While I hold the opinion that the United States is over-militarized, that doesn’t go so far as to say that a military presence is unwarranted, unappreciated, and unobserved. There are many who have served to provide for their families, to earn a college degree, to better themselves and their country, or for pure patriotism. And who’s to say that a wish to better one’s self and one’s family isn’t the purest form of patriotism there is?
But these same men and women, who have given extraordinary measures, completed rigorous training and performed less-than enviable tasks, are too often not supported once they’ve left service. This is deplorable.
There is an ever-growing disconnect between civilians and service people in this country. With the draft dispersed, for now, not every generation of every family has someone in the military and it’s too easy to disregard the service these men and women have given.
There is a disconnect, too, with the needs and concerns of those in other countries.

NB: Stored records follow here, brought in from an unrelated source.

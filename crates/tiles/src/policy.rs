use rand::Rng;
use render_protocol::RenderingMode;
use threads::PoolOccupancy;

use crate::config::{HybridPaintingStrategy, PaintingConfig};

/// Chooses CPU or GPU rasterization for the next tile when both pools exist.
///
/// Decisions are queries over a snapshot of pool occupancy; nothing here mutates state.
/// Only [`HybridPaintingStrategy::MinimumFractionOfTasksUsingGPU`], and the affine
/// strategies once both pools are saturated, consume randomness.
#[derive(Debug, Clone, Copy, PartialEq)]
pub struct TilePaintingPolicy {
    strategy: HybridPaintingStrategy,
    gpu_min_area: u64,
    gpu_probability: f32,
}

impl TilePaintingPolicy {
    pub fn new(strategy: HybridPaintingStrategy, gpu_min_area: u64, gpu_probability: f32) -> Self {
        Self {
            strategy,
            gpu_min_area,
            gpu_probability: gpu_probability.clamp(0.0, 1.0),
        }
    }

    pub fn from_config(config: &PaintingConfig) -> Self {
        Self::new(
            config.strategy,
            config.gpu_painting_min_area,
            config.gpu_min_fraction_of_tasks,
        )
    }

    pub fn strategy(&self) -> HybridPaintingStrategy {
        self.strategy
    }

    pub fn decide<R>(
        &self,
        occupancy: PoolOccupancy,
        area: u64,
        scale: f32,
        rng: &mut R,
    ) -> RenderingMode
    where
        R: Rng + ?Sized,
    {
        match (occupancy.cpu_capacity > 0, occupancy.gpu_capacity > 0) {
            (true, true) => {}
            (false, true) => return RenderingMode::Accelerated,
            _ => return RenderingMode::Unaccelerated,
        }

        match self.strategy {
            HybridPaintingStrategy::PreferCPUIfIdle => {
                if occupancy.cpu_has_spare_capacity() {
                    RenderingMode::Unaccelerated
                } else {
                    RenderingMode::Accelerated
                }
            }
            HybridPaintingStrategy::PreferGPUIfIdle => {
                if occupancy.gpu_has_spare_capacity() {
                    RenderingMode::Accelerated
                } else {
                    RenderingMode::Unaccelerated
                }
            }
            HybridPaintingStrategy::PreferGPUAboveMinimumArea => {
                if area >= self.gpu_min_area {
                    RenderingMode::Accelerated
                } else {
                    RenderingMode::Unaccelerated
                }
            }
            HybridPaintingStrategy::MinimumFractionOfTasksUsingGPU => self.random_fraction(rng),
            HybridPaintingStrategy::CPUAffineRendering => {
                if scale != 1.0 {
                    RenderingMode::Accelerated
                } else if occupancy.cpu_has_spare_capacity() {
                    RenderingMode::Unaccelerated
                } else if occupancy.gpu_has_spare_capacity() {
                    RenderingMode::Accelerated
                } else {
                    self.random_fraction(rng)
                }
            }
            HybridPaintingStrategy::GPUAffineRendering => {
                if scale != 1.0 || occupancy.gpu_has_spare_capacity() {
                    RenderingMode::Accelerated
                } else if occupancy.cpu_has_spare_capacity() {
                    RenderingMode::Unaccelerated
                } else {
                    self.random_fraction(rng)
                }
            }
        }
    }

    fn random_fraction<R>(&self, rng: &mut R) -> RenderingMode
    where
        R: Rng + ?Sized,
    {
        if rng.random::<f32>() < self.gpu_probability {
            RenderingMode::Accelerated
        } else {
            RenderingMode::Unaccelerated
        }
    }
}

#[cfg(test)]
mod tests {
    use super::*;
    use rand::SeedableRng;
    use rand::rngs::StdRng;

    fn occupancy(cpu_tasks: usize, gpu_tasks: usize) -> PoolOccupancy {
        PoolOccupancy {
            cpu_tasks,
            cpu_capacity: 2,
            gpu_tasks,
            gpu_capacity: 2,
        }
    }

    #[test]
    fn deterministic_strategies_repeat_their_answer() {
        let mut rng = StdRng::seed_from_u64(7);
        let inputs = [
            (occupancy(0, 0), 100, 1.0),
            (occupancy(2, 1), 70_000, 1.0),
            (occupancy(2, 2), 10, 1.0),
            (occupancy(1, 2), 10, 2.0),
        ];
        for strategy in [
            HybridPaintingStrategy::PreferCPUIfIdle,
            HybridPaintingStrategy::PreferGPUIfIdle,
            HybridPaintingStrategy::PreferGPUAboveMinimumArea,
        ] {
            let policy = TilePaintingPolicy::new(strategy, 65536, 0.5);
            for (occupancy, area, scale) in inputs {
                let first = policy.decide(occupancy, area, scale, &mut rng);
                for _ in 0..16 {
                    assert_eq!(policy.decide(occupancy, area, scale, &mut rng), first);
                }
            }
        }
    }

    #[test]
    fn idle_preferences_follow_spare_capacity() {
        let mut rng = StdRng::seed_from_u64(1);
        let cpu_first = TilePaintingPolicy::new(HybridPaintingStrategy::PreferCPUIfIdle, 0, 0.5);
        assert_eq!(
            cpu_first.decide(occupancy(1, 2), 0, 1.0, &mut rng),
            RenderingMode::Unaccelerated
        );
        assert_eq!(
            cpu_first.decide(occupancy(2, 2), 0, 1.0, &mut rng),
            RenderingMode::Accelerated
        );

        let gpu_first = TilePaintingPolicy::new(HybridPaintingStrategy::PreferGPUIfIdle, 0, 0.5);
        assert_eq!(
            gpu_first.decide(occupancy(0, 1), 0, 1.0, &mut rng),
            RenderingMode::Accelerated
        );
        assert_eq!(
            gpu_first.decide(occupancy(0, 2), 0, 1.0, &mut rng),
            RenderingMode::Unaccelerated
        );
    }

    #[test]
    fn area_threshold_is_inclusive() {
        let mut rng = StdRng::seed_from_u64(1);
        let policy =
            TilePaintingPolicy::new(HybridPaintingStrategy::PreferGPUAboveMinimumArea, 4096, 0.5);
        assert_eq!(
            policy.decide(occupancy(0, 0), 4096, 1.0, &mut rng),
            RenderingMode::Accelerated
        );
        assert_eq!(
            policy.decide(occupancy(0, 0), 4095, 1.0, &mut rng),
            RenderingMode::Unaccelerated
        );
    }

    #[test]
    fn random_fraction_honours_extremes_and_rough_ratio() {
        let mut rng = StdRng::seed_from_u64(42);
        let strategy = HybridPaintingStrategy::MinimumFractionOfTasksUsingGPU;
        let never = TilePaintingPolicy::new(strategy, 0, 0.0);
        let always = TilePaintingPolicy::new(strategy, 0, 1.0);
        let quarter = TilePaintingPolicy::new(strategy, 0, 0.25);
        let mut gpu_count = 0;
        for _ in 0..4000 {
            assert_eq!(
                never.decide(occupancy(0, 0), 0, 1.0, &mut rng),
                RenderingMode::Unaccelerated
            );
            assert_eq!(
                always.decide(occupancy(0, 0), 0, 1.0, &mut rng),
                RenderingMode::Accelerated
            );
            if quarter.decide(occupancy(0, 0), 0, 1.0, &mut rng) == RenderingMode::Accelerated {
                gpu_count += 1;
            }
        }
        assert!((800..1200).contains(&gpu_count), "gpu_count = {gpu_count}");
    }

    #[test]
    fn affine_strategies_send_scaled_tiles_to_gpu() {
        let mut rng = StdRng::seed_from_u64(3);
        for strategy in [
            HybridPaintingStrategy::CPUAffineRendering,
            HybridPaintingStrategy::GPUAffineRendering,
        ] {
            let policy = TilePaintingPolicy::new(strategy, 0, 0.0);
            assert_eq!(
                policy.decide(occupancy(0, 2), 10, 1.5, &mut rng),
                RenderingMode::Accelerated
            );
        }
    }

    #[test]
    fn cpu_affine_prefers_cpu_then_gpu_then_random() {
        let mut rng = StdRng::seed_from_u64(3);
        let policy = TilePaintingPolicy::new(HybridPaintingStrategy::CPUAffineRendering, 0, 0.0);
        assert_eq!(
            policy.decide(occupancy(1, 0), 10, 1.0, &mut rng),
            RenderingMode::Unaccelerated
        );
        assert_eq!(
            policy.decide(occupancy(2, 1), 10, 1.0, &mut rng),
            RenderingMode::Accelerated
        );
        // Both saturated with a zero GPU fraction: always CPU.
        assert_eq!(
            policy.decide(occupancy(2, 2), 10, 1.0, &mut rng),
            RenderingMode::Unaccelerated
        );

        let gpu_affine =
            TilePaintingPolicy::new(HybridPaintingStrategy::GPUAffineRendering, 0, 1.0);
        assert_eq!(
            gpu_affine.decide(occupancy(0, 2), 10, 1.0, &mut rng),
            RenderingMode::Unaccelerated
        );
        assert_eq!(
            gpu_affine.decide(occupancy(2, 2), 10, 1.0, &mut rng),
            RenderingMode::Accelerated
        );
    }

    #[test]
    fn single_pool_bypasses_strategy() {
        let mut rng = StdRng::seed_from_u64(5);
        let policy = TilePaintingPolicy::new(HybridPaintingStrategy::PreferCPUIfIdle, 0, 0.5);
        let cpu_only = PoolOccupancy {
            cpu_tasks: 9,
            cpu_capacity: 1,
            gpu_tasks: 0,
            gpu_capacity: 0,
        };
        let gpu_only = PoolOccupancy {
            cpu_tasks: 0,
            cpu_capacity: 0,
            gpu_tasks: 9,
            gpu_capacity: 1,
        };
        assert_eq!(
            policy.decide(cpu_only, 0, 2.0, &mut rng),
            RenderingMode::Unaccelerated
        );
        assert_eq!(
            policy.decide(gpu_only, 0, 1.0, &mut rng),
            RenderingMode::Accelerated
        );
    }
}
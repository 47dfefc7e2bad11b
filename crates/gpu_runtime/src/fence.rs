use std::sync::Arc;
use std::sync::atomic::{AtomicU64, Ordering};
use std::time::{Duration, Instant};

use parking_lot::{Condvar, Mutex};

static NEXT_FENCE_ID: AtomicU64 = AtomicU64::new(1);

#[derive(Debug, Clone, Copy, PartialEq, Eq, Hash, PartialOrd, Ord)]
pub struct FenceId(u64);

impl FenceId {
    pub fn raw(self) -> u64 {
        self.0
    }
}

#[derive(Debug, Clone, Copy, PartialEq, Eq)]
pub enum FenceKind {
    /// Server-side GPU sync object, waited on by a GL context.
    GpuSync,
    /// Exportable native fence file descriptor for cross-process consumers.
    NativeFd(i32),
}

struct FenceState {
    signaled: Mutex<bool>,
    condvar: Condvar,
}

/// One-shot synchronization token.
///
/// Clones share the same state: signaling any clone releases every waiter.
#[derive(Clone)]
pub struct Fence {
    id: FenceId,
    kind: FenceKind,
    state: Arc<FenceState>,
}

impl std::fmt::Debug for Fence {
    fn fmt(&self, formatter: &mut std::fmt::Formatter<'_>) -> std::fmt::Result {
        formatter
            .debug_struct("Fence")
            .field("id", &self.id)
            .field("kind", &self.kind)
            .field("signaled", &self.is_signaled())
            .finish()
    }
}

impl Fence {
    pub fn new(kind: FenceKind) -> Self {
        Self {
            id: FenceId(NEXT_FENCE_ID.fetch_add(1, Ordering::Relaxed)),
            kind,
            state: Arc::new(FenceState {
                signaled: Mutex::new(false),
                condvar: Condvar::new(),
            }),
        }
    }

    /// A fence whose producer already finished.
    pub fn signaled(kind: FenceKind) -> Self {
        let fence = Self::new(kind);
        fence.signal();
        fence
    }

    pub fn id(&self) -> FenceId {
        self.id
    }

    pub fn kind(&self) -> FenceKind {
        self.kind
    }

    pub fn export_fd(&self) -> Option<i32> {
        match self.kind {
            FenceKind::NativeFd(fd) => Some(fd),
            FenceKind::GpuSync => None,
        }
    }

    pub fn signal(&self) {
        let mut signaled = self.state.signaled.lock();
        if !*signaled {
            *signaled = true;
            self.state.condvar.notify_all();
        }
    }

    pub fn is_signaled(&self) -> bool {
        *self.state.signaled.lock()
    }

    /// Blocks the calling thread until signaled. Returns `false` on timeout.
    pub fn client_wait(&self, timeout: Duration) -> bool {
        let deadline = Instant::now() + timeout;
        let mut signaled = self.state.signaled.lock();
        while !*signaled {
            if self
                .state
                .condvar
                .wait_until(&mut signaled, deadline)
                .timed_out()
            {
                return *signaled;
            }
        }
        true
    }
}

#[cfg(test)]
mod tests {
    use super::*;
    use std::thread;

    #[test]
    fn clones_share_signal_state() {
        let fence = Fence::new(FenceKind::GpuSync);
        let clone = fence.clone();
        assert!(!clone.is_signaled());
        fence.signal();
        assert!(clone.is_signaled());
        assert_eq!(fence.id(), clone.id());
    }

    #[test]
    fn client_wait_times_out_when_never_signaled() {
        let fence = Fence::new(FenceKind::GpuSync);
        assert!(!fence.client_wait(Duration::from_millis(5)));
    }

    #[test]
    fn client_wait_wakes_on_signal_from_other_thread() {
        let fence = Fence::new(FenceKind::NativeFd(7));
        let producer = fence.clone();
        let handle = thread::spawn(move || {
            thread::sleep(Duration::from_millis(10));
            producer.signal();
        });
        assert!(fence.client_wait(Duration::from_secs(5)));
        assert_eq!(fence.export_fd(), Some(7));
        handle.join().unwrap();
    }
}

I reviewed a dance group out of Haiti the other night. They were part of a campaign to promote diplomacy by touring performing arts groups from Haiti, Indonesia and Pakistan through the United States. The Haitian people, whose history has been fraught with the struggle for prosperous, safe, and healthy living conditions, are still combating the after-effects of the earthquake in 2010. The US military, along with many other nations and various relief groups, descended on Haiti to help staunch the flow of tragedy. Yet the tragedy is ongoing for so many, still displaced, still struggling. It is important to remember that.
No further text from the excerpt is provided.